▸ **GIVEN DATA**:

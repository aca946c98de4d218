use crate::calc::{self, ActivityInput, Fuel, GRID_EMISSION_FACTOR};
use crate::errors::AppError;
use crate::models::{
    AppData, EmissionsResponse, EnergyEmission, EnergyUpsertRequest, FuelEmission,
    FuelUpsertRequest, SummaryResponse,
};
use crate::ordering::{self, RecordId};
use crate::state::AppState;
use crate::storage::persist_data;
use crate::summary::build_summary;
use crate::ui::render_index;
use axum::{
    extract::{Path, Query, State},
    response::Html,
    Json,
};
use chrono::{Datelike, Local};
use serde::Deserialize;

pub async fn index(State(_state): State<AppState>) -> Html<String> {
    Html(render_index(Local::now().date_naive().year()))
}

pub async fn get_fuels(State(state): State<AppState>) -> Json<Vec<Fuel>> {
    Json(state.fuels.as_ref().clone())
}

pub async fn get_emissions(State(state): State<AppState>) -> Result<Json<EmissionsResponse>, AppError> {
    let data = state.data.lock().await;
    Ok(Json(EmissionsResponse {
        energy: data.energy.clone(),
        fuel: data.fuel.clone(),
    }))
}

#[derive(Debug, Deserialize)]
pub struct SummaryQuery {
    pub year: Option<i32>,
}

pub async fn get_summary(
    State(state): State<AppState>,
    Query(query): Query<SummaryQuery>,
) -> Result<Json<SummaryResponse>, AppError> {
    let year = query.year.unwrap_or_else(|| Local::now().date_naive().year());
    let data = state.data.lock().await;
    Ok(Json(build_summary(year, &data)))
}

pub async fn upsert_energy(
    State(state): State<AppState>,
    Json(payload): Json<EnergyUpsertRequest>,
) -> Result<Json<EnergyEmission>, AppError> {
    if payload.date.trim().is_empty() {
        return Err(AppError::bad_request("date is required"));
    }

    let input = ActivityInput::Energy {
        kwh_consumed: payload.kwh_consumed,
        emission_factor: GRID_EMISSION_FACTOR,
    };
    let computed = calc::compute(&input, &state.fuels);

    let mut data = state.data.lock().await;
    let record = EnergyEmission {
        id: Some(assign_id(&mut data, payload.id)),
        date: payload.date,
        kwh_consumed: payload.kwh_consumed,
        emission_factor: GRID_EMISSION_FACTOR,
        co2_emitted: computed.co2_emitted,
    };

    let next = ordering::upsert_by_id(&data.energy, record.clone());
    data.energy = next;
    persist_data(&state.data_path, &data).await?;

    Ok(Json(record))
}

pub async fn upsert_fuel(
    State(state): State<AppState>,
    Json(payload): Json<FuelUpsertRequest>,
) -> Result<Json<FuelEmission>, AppError> {
    if payload.date.trim().is_empty() {
        return Err(AppError::bad_request("date is required"));
    }

    let input = ActivityInput::Fuel {
        km_traveled: payload.km_traveled,
        efficiency: payload.efficiency,
        fuel_id: payload.fuel_id.clone(),
    };
    let computed = calc::compute(&input, &state.fuels);

    let mut data = state.data.lock().await;
    let record = FuelEmission {
        id: Some(assign_id(&mut data, payload.id)),
        date: payload.date,
        km_traveled: payload.km_traveled,
        efficiency: payload.efficiency,
        fuel_id: payload.fuel_id,
        fuel_name: computed.fuel_name.unwrap_or_default(),
        emission_factor: computed.emission_factor.unwrap_or(0.0),
        co2_emitted: computed.co2_emitted,
    };

    let next = ordering::upsert_by_id(&data.fuel, record.clone());
    data.fuel = next;
    persist_data(&state.data_path, &data).await?;

    Ok(Json(record))
}

pub async fn delete_energy(
    State(state): State<AppState>,
    Path(id): Path<String>,
) -> Result<Json<EmissionsResponse>, AppError> {
    let id = parse_id(&id);
    let mut data = state.data.lock().await;

    let next = ordering::remove_by_id(&data.energy, &id);
    if next.len() == data.energy.len() {
        return Err(AppError::not_found("no energy record with that id"));
    }
    data.energy = next;
    persist_data(&state.data_path, &data).await?;

    Ok(Json(EmissionsResponse {
        energy: data.energy.clone(),
        fuel: data.fuel.clone(),
    }))
}

pub async fn delete_fuel(
    State(state): State<AppState>,
    Path(id): Path<String>,
) -> Result<Json<EmissionsResponse>, AppError> {
    let id = parse_id(&id);
    let mut data = state.data.lock().await;

    let next = ordering::remove_by_id(&data.fuel, &id);
    if next.len() == data.fuel.len() {
        return Err(AppError::not_found("no fuel record with that id"));
    }
    data.fuel = next;
    persist_data(&state.data_path, &data).await?;

    Ok(Json(EmissionsResponse {
        energy: data.energy.clone(),
        fuel: data.fuel.clone(),
    }))
}

/// Keeps a client-supplied id (edit flow) or allocates the next one. A kept
/// numeric id advances the counter past itself so a later allocation cannot
/// collide with it and displace the record.
fn assign_id(data: &mut AppData, id: Option<RecordId>) -> RecordId {
    match id {
        Some(id) => {
            if let Ok(n) = id.key().parse::<i64>() {
                data.next_id = data.next_id.max(n);
            }
            id
        }
        None => {
            data.next_id += 1;
            RecordId::Num(data.next_id)
        }
    }
}

fn parse_id(raw: &str) -> RecordId {
    match raw.parse::<i64>() {
        Ok(n) => RecordId::Num(n),
        Err(_) => RecordId::Text(raw.to_string()),
    }
}
use crate::dates;
use serde::{Deserialize, Serialize};
use std::cmp::Ordering;

/// Record identifier as it arrives over the wire: a JSON number or a string.
/// Freshly created records and server-returned records may disagree on the
/// representation, so comparisons go through the normalized string key.
#[derive(Debug, Clone, Serialize, Deserialize)]
#[serde(untagged)]
pub enum RecordId {
    Num(i64),
    Text(String),
}

impl RecordId {
    pub fn key(&self) -> String {
        match self {
            RecordId::Num(n) => n.to_string(),
            RecordId::Text(s) => s.clone(),
        }
    }
}

impl PartialEq for RecordId {
    fn eq(&self, other: &Self) -> bool {
        self.key() == other.key()
    }
}

impl From<i64> for RecordId {
    fn from(value: i64) -> Self {
        RecordId::Num(value)
    }
}

/// Anything the list manager can order: an optional identifier and an
/// optional date value.
pub trait ListEntry {
    fn entry_id(&self) -> Option<&RecordId>;
    fn entry_date(&self) -> Option<&str>;
}

fn time_value<T: ListEntry>(item: &T) -> f64 {
    dates::time_value(item.entry_date())
}

fn id_key<T: ListEntry>(item: &T) -> Option<String> {
    item.entry_id().map(RecordId::key)
}

/// Sorts by date descending. Only for the initial load; point mutations go
/// through `insert_by_date_desc` / `upsert_by_id` afterwards. Invalid dates
/// sink to the end; the sort is stable, so their relative order is preserved.
pub fn sort_initial_by_date_desc<T: ListEntry + Clone>(items: &[T]) -> Vec<T> {
    let mut next = items.to_vec();
    next.sort_by(|a, b| {
        time_value(b)
            .partial_cmp(&time_value(a))
            .unwrap_or(Ordering::Equal)
    });
    next
}

/// Binary search for the insertion index in a date-descending sequence.
/// Equal timestamps steer right, so a new record lands after every existing
/// record sharing its date.
fn insertion_index<T: ListEntry>(items: &[T], t: f64) -> usize {
    let mut lo = 0;
    let mut hi = items.len();
    while lo < hi {
        let mid = (lo + hi) / 2;
        if time_value(&items[mid]) >= t {
            lo = mid + 1;
        } else {
            hi = mid;
        }
    }
    lo
}

/// Inserts into an already date-descending sequence without re-sorting.
pub fn insert_by_date_desc<T: ListEntry + Clone>(items: &[T], item: T) -> Vec<T> {
    let mut next = items.to_vec();
    let idx = insertion_index(&next, time_value(&item));
    next.insert(idx, item);
    next
}

/// Update-or-insert keyed by id: removes the existing record with the same
/// id, then re-inserts at the position its (possibly changed) date calls for.
/// A record without an id is treated as new.
pub fn upsert_by_id<T: ListEntry + Clone>(items: &[T], item: T) -> Vec<T> {
    let mut next = items.to_vec();
    if let Some(key) = id_key(&item) {
        if let Some(pos) = next.iter().position(|x| id_key(x).as_deref() == Some(key.as_str())) {
            next.remove(pos);
        }
    }
    let idx = insertion_index(&next, time_value(&item));
    next.insert(idx, item);
    next
}

/// Removes every record whose id matches. No-op when none does.
pub fn remove_by_id<T: ListEntry + Clone>(items: &[T], id: &RecordId) -> Vec<T> {
    let key = id.key();
    items
        .iter()
        .filter(|x| id_key(*x).as_deref() != Some(key.as_str()))
        .cloned()
        .collect()
}
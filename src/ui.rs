use crate::calc::GRID_EMISSION_FACTOR;

pub fn render_index(year: i32) -> String {
    INDEX_HTML
        .replace("{{YEAR}}", &year.to_string())
        .replace("{{GRID_FACTOR}}", &GRID_EMISSION_FACTOR.to_string())
}
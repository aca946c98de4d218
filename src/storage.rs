use crate::errors::AppError;
use crate::models::AppData;
use crate::ordering::sort_initial_by_date_desc;
use std::{env, path::Path, path::PathBuf};
use tokio::fs;
use tracing::error;

pub fn resolve_data_path() -> Result<PathBuf, std::io::Error> {
    if let Ok(path) = env::var("CO2_DATA_PATH") {
        return Ok(PathBuf::from(path));
    }

    Ok(PathBuf::from("data/emissions.json"))
}

/// Loads the state file leniently: a missing or corrupt file yields an empty
/// data set. Both record lists get their one-time descending sort here; every
/// later mutation maintains the order point-wise.
pub async fn load_data(path: &Path) -> AppData {
    let mut data = match fs::read(path).await {
        Ok(bytes) => match serde_json::from_slice::<AppData>(&bytes) {
            Ok(data) => data,
            Err(err) => {
                error!("failed to parse data file: {err}");
                AppData::default()
            }
        },
        Err(err) if err.kind() == std::io::ErrorKind::NotFound => AppData::default(),
        Err(err) => {
            error!("failed to read data file: {err}");
            AppData::default()
        }
    };

    data.energy = sort_initial_by_date_desc(&data.energy);
    data.fuel = sort_initial_by_date_desc(&data.fuel);
    data
}

pub async fn persist_data(path: &Path, data: &AppData) -> Result<(), AppError> {
    let payload = serde_json::to_vec_pretty(data).map_err(AppError::internal)?;
    fs::write(path, payload).await.map_err(AppError::internal)?;
    Ok(())
}
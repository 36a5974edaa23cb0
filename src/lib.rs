//! A concurrent, mirror-aware resource download engine: schedules transfers
//! across priority tiers, fails over between mirrors on a retry budget, and
//! persists finished downloads in a local two-tier cache.
//!
//! The public entry point is [`manager::ResourceManager`]; it wires together
//! a [`download::DownloadQueue`] per priority tier, a [`mirror::MirrorPolicy`],
//! and a [`cache::CacheManager`].

pub mod cache;
pub mod config;
pub mod download;
pub mod error;
pub mod manager;
pub mod metrics;
pub mod mirror;
pub mod model;
pub mod progress;
pub mod queue;

pub use cache::{CacheDirs, CacheLookup, CacheManager};
pub use config::{CacheConfig, EngineConfig};
pub use download::{
    DownloadEvent, DownloadQueue, DownloadTask, DownloadableKind, Processor, QueueObserver,
    RetryContext, WebDownload, WebDownloadProcessor, WebDownloadableFactory,
};
pub use error::{CacheError, DownloadError, FilesystemError, MirrorError, NetworkError, ProcessorError, QueueError};
pub use manager::{ManagerObserver, PendingRequest, ResourceManager};
pub use metrics::{Metrics, MetricsSnapshot};
pub use mirror::{MirrorPolicy, MirrorPolicyDelegate, WeightedMirrorPolicy};
pub use model::{DownloadPriority, LocalFile, Mirror, RequestOptions, Resource, StoragePriority};
pub use progress::{ProgressMode, ProgressNode};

▸ **WHAT THE TASK REQUIRES**:
Give again exactly, and only, the lines above starting at the one with "id_key(*x).as_deref() != Some(key.as_str()))" and ending at the one with "pub fn resolve_data_path()".

▸ **EXERCISE RESPONSE**:
        .filter(|x| id_key(*x).as_deref() != Some(key.as_str()))
        .cloned()
        .collect()
}
filename src/ui.rs
use crate::calc::GRID_EMISSION_FACTOR;

pub fn render_index(year: i32) -> String {
    INDEX_HTML
        .replace("{{YEAR}}", &year.to_string())
        .replace("{{GRID_FACTOR}}", &GRID_EMISSION_FACTOR.to_string())
}
repository aca946c98de4d218
filename src/storage.rs
use crate::errors::AppError;
use crate::models::AppData;
use crate::ordering::sort_initial_by_date_desc;
use std::{env, path::Path, path::PathBuf};
use tokio::fs;
use tracing::error;

pub fn resolve_data_path() -> Result<PathBuf, std::io::Error> {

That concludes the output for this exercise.